Предание приписывает составление «Сефер Иециры» рабби Акибе (И век по P. X.). В Талмуде есть упоминания о «Сефер Иецире»[217]. Тому же рабби Акибе приписывается сочинение «Алфавит», в котором говорится, что при создании мира буквы, выбитые на короне Бога, сошли и стали просить, чтобы Бог сотворил мир при посредстве их. Хотя в «Алфавите» роль букв при творении не вполне совпадает с текстом «Сефер Иециры», однако в последней именно сказано, что Бог выбил буквы и потом ими все сотворил.
Все это показывает древность «Сефер Иециры», которая даже и в Европе была известна уже в IX веке.

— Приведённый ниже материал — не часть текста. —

//! memkeep daemon
//!
//! The `memkeepd` binary hosts a memory manager behind the memkeep wire
//! protocol:
//! - Reserves the arena and starts the background collector
//! - Optionally compacts the arena on a fixed period
//! - Serves clients over TCP until SIGTERM/SIGINT
//!
//! # Usage
//!
//! ```bash
//! # 1 MB arena on the default port
//! memkeepd
//!
//! # 64 MB arena, snapshots in ./dumps
//! memkeepd --port 9000 --memsize 64 --dump-folder ./dumps
//!
//! # Use configuration file
//! memkeepd --config /etc/memkeep/memkeepd.toml
//! ```

use std::path::PathBuf;
use std::sync::Arc;
use std::time::Duration;

use anyhow::{Context, Result};
use clap::Parser;
use tokio::signal;
use tracing::{debug, error, info};
use tracing_subscriber::EnvFilter;

use memkeep_core::MemoryManager;
use memkeep_server::{MemoryServer, MemoryService, ServerConfig};

/// memkeep daemon
#[derive(Parser, Debug)]
#[command(
    name = "memkeepd",
    version,
    about = "memkeep memory manager server",
    long_about = "Hosts a fixed-capacity, reference-counted, compacting memory arena.\n\n\
                  Clients create, read and write blocks over TCP."
)]
struct Args {
    /// Host address to bind to
    #[arg(short = 'H', long, env = "MEMKEEP_HOST")]
    host: Option<String>,

    /// Port to listen on
    #[arg(short = 'p', long, env = "MEMKEEP_PORT")]
    port: Option<u16>,

    /// Arena size in MB
    #[arg(short = 'm', long, value_name = "MB", env = "MEMKEEP_MEMSIZE")]
    memsize: Option<usize>,

    /// Directory that receives arena snapshots
    #[arg(short = 'd', long, value_name = "DIR", env = "MEMKEEP_DUMP_FOLDER")]
    dump_folder: Option<PathBuf>,

    /// Write a snapshot after every mutating operation
    #[arg(long)]
    dump_on_mutation: bool,

    /// Collector wake interval in milliseconds
    #[arg(long, value_name = "MS", env = "MEMKEEP_GC_INTERVAL_MS")]
    gc_interval_ms: Option<u64>,

    /// Compact the arena every N seconds (0 disables)
    #[arg(long, value_name = "SECS", env = "MEMKEEP_DEFRAG_INTERVAL_SECS")]
    defrag_interval_secs: Option<u64>,

    /// Configuration file path
    #[arg(short = 'c', long, value_name = "FILE")]
    config: Option<PathBuf>,

    /// Enable verbose logging
    #[arg(short = 'v', long)]
    verbose: bool,

    /// Log level (error, warn, info, debug, trace)
    #[arg(long, default_value = "info", env = "MEMKEEP_LOG_LEVEL")]
    log_level: String,

    /// Print configuration and exit
    #[arg(long)]
    print_config: bool,
}

#[tokio::main]
async fn main() -> Result<()> {
    let args = Args::parse();

    init_logging(&args);

    let config = load_config(&args)?;

    if args.print_config {
        println!("{}", config.to_toml()?);
        return Ok(());
    }

    run_server(config).await
}

fn init_logging(args: &Args) {
    let level = if args.verbose {
        "debug"
    } else {
        &args.log_level
    };

    let filter = EnvFilter::try_new(format!(
        "memkeepd={level},memkeep_server={level},memkeep_core={level}"
    ))
    .unwrap_or_else(|_| EnvFilter::new("info"));

    tracing_subscriber::fmt()
        .with_env_filter(filter)
        .with_target(true)
        .with_thread_ids(false)
        .with_file(false)
        .with_line_number(false)
        .init();
}

fn load_config(args: &Args) -> Result<ServerConfig> {
    let mut config = if let Some(path) = &args.config {
        ServerConfig::from_file(path).context("Failed to load config file")?
    } else {
        ServerConfig::default()
    };

    // Command-line arguments override the file
    if let Some(host) = &args.host {
        config.host = host.clone();
    }
    if let Some(port) = args.port {
        config.port = port;
    }
    if let Some(megabytes) = args.memsize {
        config.manager.capacity = megabytes.saturating_mul(memkeep_common::BYTES_PER_MB);
    }
    if let Some(dir) = &args.dump_folder {
        config.manager.dump_dir = Some(dir.clone());
    }
    if args.dump_on_mutation {
        config.manager.dump_on_mutation = true;
    }
    if let Some(ms) = args.gc_interval_ms {
        config.manager.collector_interval_ms = ms;
    }
    if let Some(secs) = args.defrag_interval_secs {
        config.defrag_interval_secs = Some(secs);
    }

    config.validate().context("Invalid configuration")?;
    Ok(config)
}

async fn run_server(config: ServerConfig) -> Result<()> {
    let manager = Arc::new(
        MemoryManager::new(config.manager.clone()).context("Failed to create memory manager")?,
    );

    info!("Server configuration:");
    info!("  Listen address: {}", config.socket_addr());
    info!("  Arena capacity: {} bytes", config.manager.capacity);
    info!(
        "  Collector interval: {} ms",
        config.manager.collector_interval_ms
    );
    if let Some(dir) = &config.manager.dump_dir {
        info!("  Snapshot folder: {}", dir.display());
    }

    let defrag_task = config
        .defrag_interval()
        .map(|period| tokio::spawn(defragment_periodically(Arc::clone(&manager), period)));

    let server = MemoryServer::bind(config.socket_addr(), MemoryService::new(Arc::clone(&manager)))
        .await
        .context("Failed to bind listener")?;
    info!("Press Ctrl+C to shutdown");

    if let Err(e) = server.serve_until(shutdown_signal()).await {
        error!("Server error: {}", e);
        return Err(anyhow::anyhow!("Server error: {}", e));
    }

    info!("Shutting down gracefully...");
    if let Some(task) = defrag_task {
        task.abort();
    }
    manager.shutdown();
    if let Some(dir) = &config.manager.dump_dir {
        match manager.dump("shutdown") {
            Ok(path) => info!("Final snapshot written to {}", path.display()),
            Err(e) => error!("Failed to write final snapshot in {}: {}", dir.display(), e),
        }
    }

    info!("Server stopped.");
    Ok(())
}

async fn defragment_periodically(manager: Arc<MemoryManager>, period: Duration) {
    let mut ticker = tokio::time::interval(period);
    // The first tick completes immediately
    ticker.tick().await;
    loop {
        ticker.tick().await;
        let result = manager.defragment();
        debug!(
            moved = result.blocks_moved,
            recovered = result.bytes_recovered(),
            "periodic defragment"
        );
    }
}

async fn shutdown_signal() {
    let ctrl_c = async {
        if let Err(e) = signal::ctrl_c().await {
            error!("Failed to listen for Ctrl+C: {}", e);
            std::future::pending::<()>().await;
        }
    };

    #[cfg(unix)]
    let terminate = async {
        match signal::unix::signal(signal::unix::SignalKind::terminate()) {
            Ok(mut stream) => {
                stream.recv().await;
            }
            Err(e) => {
                error!("Failed to install SIGTERM handler: {}", e);
                std::future::pending::<()>().await;
            }
        }
    };

    #[cfg(not(unix))]
    let terminate = std::future::pending::<()>();

    tokio::select! {
        () = ctrl_c => {},
        () = terminate => {},
    }
    info!("Shutdown signal received");
}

Вопрос о «Зогаре» более сложен. Однако идеи, собранные в трактатах «Зогара», в отрывочном виде попадаются в талмудической литературе древних времен. В ней видно иногда влияние языческой вавилонской философии. Так, в Мидраше говорится, что Бог для сотворения мира облекся в светоносную ризу: так же поступил и халдейский Мардук в борьбе с Хаосом Тиамат. Талмуд вавилонский передает древнее учение от имени рабби Иегуды бен Васи, что при начале мир представлял воду в воде, и Бог, сделав из воды снег, превратил потом снег в землю. У рабби Елеазара от имени другого учителя сообщается, что материя сосуществовала Богу в виде хаоса «тогу-богу». Ангелология Талмуда взята из Вавилона и по своему характеру олицетворяет в ангелах различные божественные качества. Особенно значение приобрел ангел Метатрон (напоминающий персидского Митру), который явился каким-то демиургом и, по толкованию рабби бен Азаи и рабби Бен Сомы, представляет воплощение голоса Божия. Это — нечто, напоминающее вторую сефироту Каббалы. Существо ангелов Талмуд сравнивает с огнем, что напоминает «Сефер Иециру». Замечательно, что при определении величины ангелов меркой служат персидские «парасанги», так же как в «Шиур Коме» — для измерения величины Бога.